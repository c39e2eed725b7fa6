pub mod file_reader_service;
pub mod file_writer_service;

pub use file_reader_service::FileReaderService;
pub use file_writer_service::FileWriterService;
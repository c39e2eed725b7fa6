use tracing_subscriber::{EnvFilter, prelude::*};

use crate::errors::{BumpMonitoringError, BumpMonitoringResult};

/// Filter used when `RUST_LOG` is not set
const DEFAULT_LOG_FILTER: &str = "info";

/// Initialize logging to stderr
///
/// Progress lines are logged at `info`, so output is on by default.
///
/// # Environment Variables
/// - `RUST_LOG`: Overrides the default `info` filter (trace, debug, info, warn, error)
///
/// # Returns
/// - `Ok(())` if logging is successfully initialized
/// - `Err(BumpMonitoringError::LoggingInitialization)` if a subscriber is already set
pub fn init_logging() -> BumpMonitoringResult<()> {
    let env_filter =
        EnvFilter::try_from_default_env().unwrap_or_else(|_| EnvFilter::new(DEFAULT_LOG_FILTER));

    let fmt_layer = tracing_subscriber::fmt::layer()
        .with_writer(std::io::stderr)
        .with_target(false)
        .with_ansi(false);

    tracing_subscriber::registry()
        .with(fmt_layer)
        .with(env_filter)
        .try_init()
        .map_err(|e| BumpMonitoringError::LoggingInitialization(e.to_string()))?;

    Ok(())
}

#[cfg(test)]
mod tests {
    use super::*;

    /// A second initialization reports the conflict instead of panicking
    #[test]
    fn test_init_logging_twice() {
        let _ = init_logging();
        let second = init_logging();

        assert!(matches!(
            second,
            Err(BumpMonitoringError::LoggingInitialization(_))
        ));
    }
}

◆ ◆ ◆ ◆ ◆ ◆ ◆

**WORK TASK**
Everything from the line with "# Environment Variables" through the end of the listing, both ends included, needs to be transcribed exactly, with no other lines.

**RESULT FOR THIS TASK**
/// # Environment Variables
/// - `RUST_LOG`: Overrides the default `info` filter (trace, debug, info, warn, error)
///
/// # Returns
/// - `Ok(())` if logging is successfully initialized
/// - `Err(BumpMonitoringError::LoggingInitialization)` if a subscriber is already set
pub fn init_logging() -> BumpMonitoringResult<()> {
    let env_filter =
        EnvFilter::try_from_default_env().unwrap_or_else(|_| EnvFilter::new(DEFAULT_LOG_FILTER));

    let fmt_layer = tracing_subscriber::fmt::layer()
        .with_writer(std::io::stderr)
        .with_target(false)
        .with_ansi(false);

    tracing_subscriber::registry()
        .with(fmt_layer)
        .with(env_filter)
        .try_init()
        .map_err(|e| BumpMonitoringError::LoggingInitialization(e.to_string()))?;

    Ok(())
}

#[cfg(test)]
mod tests {
    use super::*;

    /// A second initialization reports the conflict instead of panicking
    #[test]
    fn test_init_logging_twice() {
        let _ = init_logging();
        let second = init_logging();

        assert!(matches!(
            second,
            Err(BumpMonitoringError::LoggingInitialization(_))
        ));
    }
}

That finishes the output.